Influence of the pattern shape on the photonic efficiency of front-side periodically patterned ultrathin crystalline silicon solar cells

TL;DR

This study investigates how the shape of nanopatterns on ultrathin crystalline silicon solar cells affects their photonic efficiency, revealing optimal shapes and parameters for enhanced light absorption and current generation.

Contribution

It introduces a super-Gaussian mathematical model to analyze pattern shape effects and validates findings with experimental nanopatterned silicon slabs.

Findings

Optimal pattern shapes depend on silicon thickness

Cylindrical patterns are suboptimal compared to other shapes

Broad parameter zones reduce fabrication sensitivity

Abstract

Patterning the front side of an ultra-thin crystalline silicon (c Si) solar cell helps keeping the energy conversion efficiency high by compensating for the light absorption losses.
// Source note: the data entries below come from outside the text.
// crates/parser/src/ast.rs

use std::f64::consts::{E, PI};

/// Byte range in the source text
pub type Span = std::ops::Range<usize>;

/// Name of the single free variable
pub const VARIABLE: &str = "x";

#[derive(Debug, Clone, Copy, PartialEq, Eq, Hash)]
pub enum Constant {
    Pi,
    E,
}

impl Constant {
    pub fn value(self) -> f64 {
        match self {
            Constant::Pi => PI,
            Constant::E => E,
        }
    }

    pub fn name(self) -> &'static str {
        match self {
            Constant::Pi => "pi",
            Constant::E => "e",
        }
    }
}

#[derive(Debug, Clone, Copy, PartialEq, Eq, Hash)]
pub enum UnaryOp {
    Negate,
}

#[derive(Debug, Clone, Copy, PartialEq, Eq, Hash)]
pub enum BinaryOp {
    Add,
    Sub,
    Mul,
    Div,
    Pow,
}

impl BinaryOp {
    pub fn symbol(self) -> &'static str {
        match self {
            BinaryOp::Add => "+",
            BinaryOp::Sub => "-",
            BinaryOp::Mul => "*",
            BinaryOp::Div => "/",
            BinaryOp::Pow => "^",
        }
    }

    /// Binding strength used by the printers
    pub fn precedence(self) -> u8 {
        match self {
            BinaryOp::Add | BinaryOp::Sub => PREC_SUM,
            BinaryOp::Mul | BinaryOp::Div => PREC_PRODUCT,
            BinaryOp::Pow => PREC_POWER,
        }
    }
}

pub const PREC_SUM: u8 = 1;
pub const PREC_PRODUCT: u8 = 2;
pub const PREC_NEGATE: u8 = 3;
pub const PREC_POWER: u8 = 4;
pub const PREC_ATOM: u8 = 5;

/// Named functions of one argument
#[derive(Debug, Clone, Copy, PartialEq, Eq, Hash)]
pub enum Function {
    Sin,
    Cos,
    Tan,
    Cot,
    /// Base-10 logarithm
    Log,
    /// Natural logarithm
    Ln,
    Sqrt,
}

impl Function {
    pub fn from_name(name: &str) -> Option<Function> {
        match name {
            "sin" => Some(Function::Sin),
            "cos" => Some(Function::Cos),
            "tan" => Some(Function::Tan),
            "cot" => Some(Function::Cot),
            "log" => Some(Function::Log),
            "ln" => Some(Function::Ln),
            "sqrt" => Some(Function::Sqrt),
            _ => None,
        }
    }

    pub fn name(self) -> &'static str {
        match self {
            Function::Sin => "sin",
            Function::Cos => "cos",
            Function::Tan => "tan",
            Function::Cot => "cot",
            Function::Log => "log",
            Function::Ln => "ln",
            Function::Sqrt => "sqrt",
        }
    }

    pub fn is_trigonometric(self) -> bool {
        matches!(
            self,
            Function::Sin | Function::Cos | Function::Tan | Function::Cot
        )
    }
}

#[derive(Debug, Clone, PartialEq)]
pub enum Expr {
    Number(f64),

    /// The free variable `x`
    Variable,

    Constant(Constant),

    Unary {
        op: UnaryOp,
        expr: Box<Expr>,
    },

    Binary {
        op: BinaryOp,
        lhs: Box<Expr>,
        rhs: Box<Expr>,
    },

    Call {
        func: Function,
        arg: Box<Expr>,
    },
}

impl Expr {
    pub fn binary(op: BinaryOp, lhs: Expr, rhs: Expr) -> Expr {
        Expr::Binary {
            op,
            lhs: Box::new(lhs),
            rhs: Box::new(rhs),
        }
    }

    pub fn add(lhs: Expr, rhs: Expr) -> Expr {
        Expr::binary(BinaryOp::Add, lhs, rhs)
    }

    pub fn sub(lhs: Expr, rhs: Expr) -> Expr {
        Expr::binary(BinaryOp::Sub, lhs, rhs)
    }

    pub fn mul(lhs: Expr, rhs: Expr) -> Expr {
        Expr::binary(BinaryOp::Mul, lhs, rhs)
    }

    pub fn div(lhs: Expr, rhs: Expr) -> Expr {
        Expr::binary(BinaryOp::Div, lhs, rhs)
    }

    pub fn pow(lhs: Expr, rhs: Expr) -> Expr {
        Expr::binary(BinaryOp::Pow, lhs, rhs)
    }

    pub fn neg(expr: Expr) -> Expr {
        Expr::Unary {
            op: UnaryOp::Negate,
            expr: Box::new(expr),
        }
    }

    pub fn call(func: Function, arg: Expr) -> Expr {
        Expr::Call {
            func,
            arg: Box::new(arg),
        }
    }

    pub fn is_number(&self, value: f64) -> bool {
        matches!(self, Expr::Number(n) if *n == value)
    }

    pub fn contains_variable(&self) -> bool {
        match self {
            Expr::Variable => true,
            Expr::Number(_) | Expr::Constant(_) => false,
            Expr::Unary { expr, .. } => expr.contains_variable(),
            Expr::Binary { lhs, rhs, .. } => lhs.contains_variable() || rhs.contains_variable(),
            Expr::Call { arg, .. } => arg.contains_variable(),
        }
    }

    /// True when the leftmost leaf is a number literal (`2`, `3^x`, `4*x`)
    pub fn starts_with_number(&self) -> bool {
        match self {
            Expr::Number(_) => true,
            Expr::Binary { lhs, .. } => lhs.starts_with_number(),
            Expr::Variable | Expr::Constant(_) | Expr::Unary { .. } | Expr::Call { .. } => false,
        }
    }

    /// Binding strength of the node's outermost operator
    pub fn precedence(&self) -> u8 {
        match self {
            Expr::Number(n) if *n < 0.0 => PREC_NEGATE,
            Expr::Number(_) | Expr::Variable | Expr::Constant(_) | Expr::Call { .. } => PREC_ATOM,
            Expr::Unary { .. } => PREC_NEGATE,
            Expr::Binary { op, .. } => op.precedence(),
        }
    }
}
A super-Gaussian mathematical expression was used in order to encompass a large variety of nanopattern shapes and to study their influence on the photonic performance. We prove that the enhancement in the maximum achievable photo-current is due to both impedance matching condition at short wavelengths and to the wave nature of light at longer wavelengths. We show that the optimal mathematical shape and parameters of the pattern depend on the c Si thickness. An optimal shape comes with a broad optimal parameter zone where fabricating errors would have much less influence on the efficiency. We prove that cylinders are not the best suited shape. To compare our model with a real slab, we fabricated a nanopatterned c Si slab via Nano Imprint Lithography.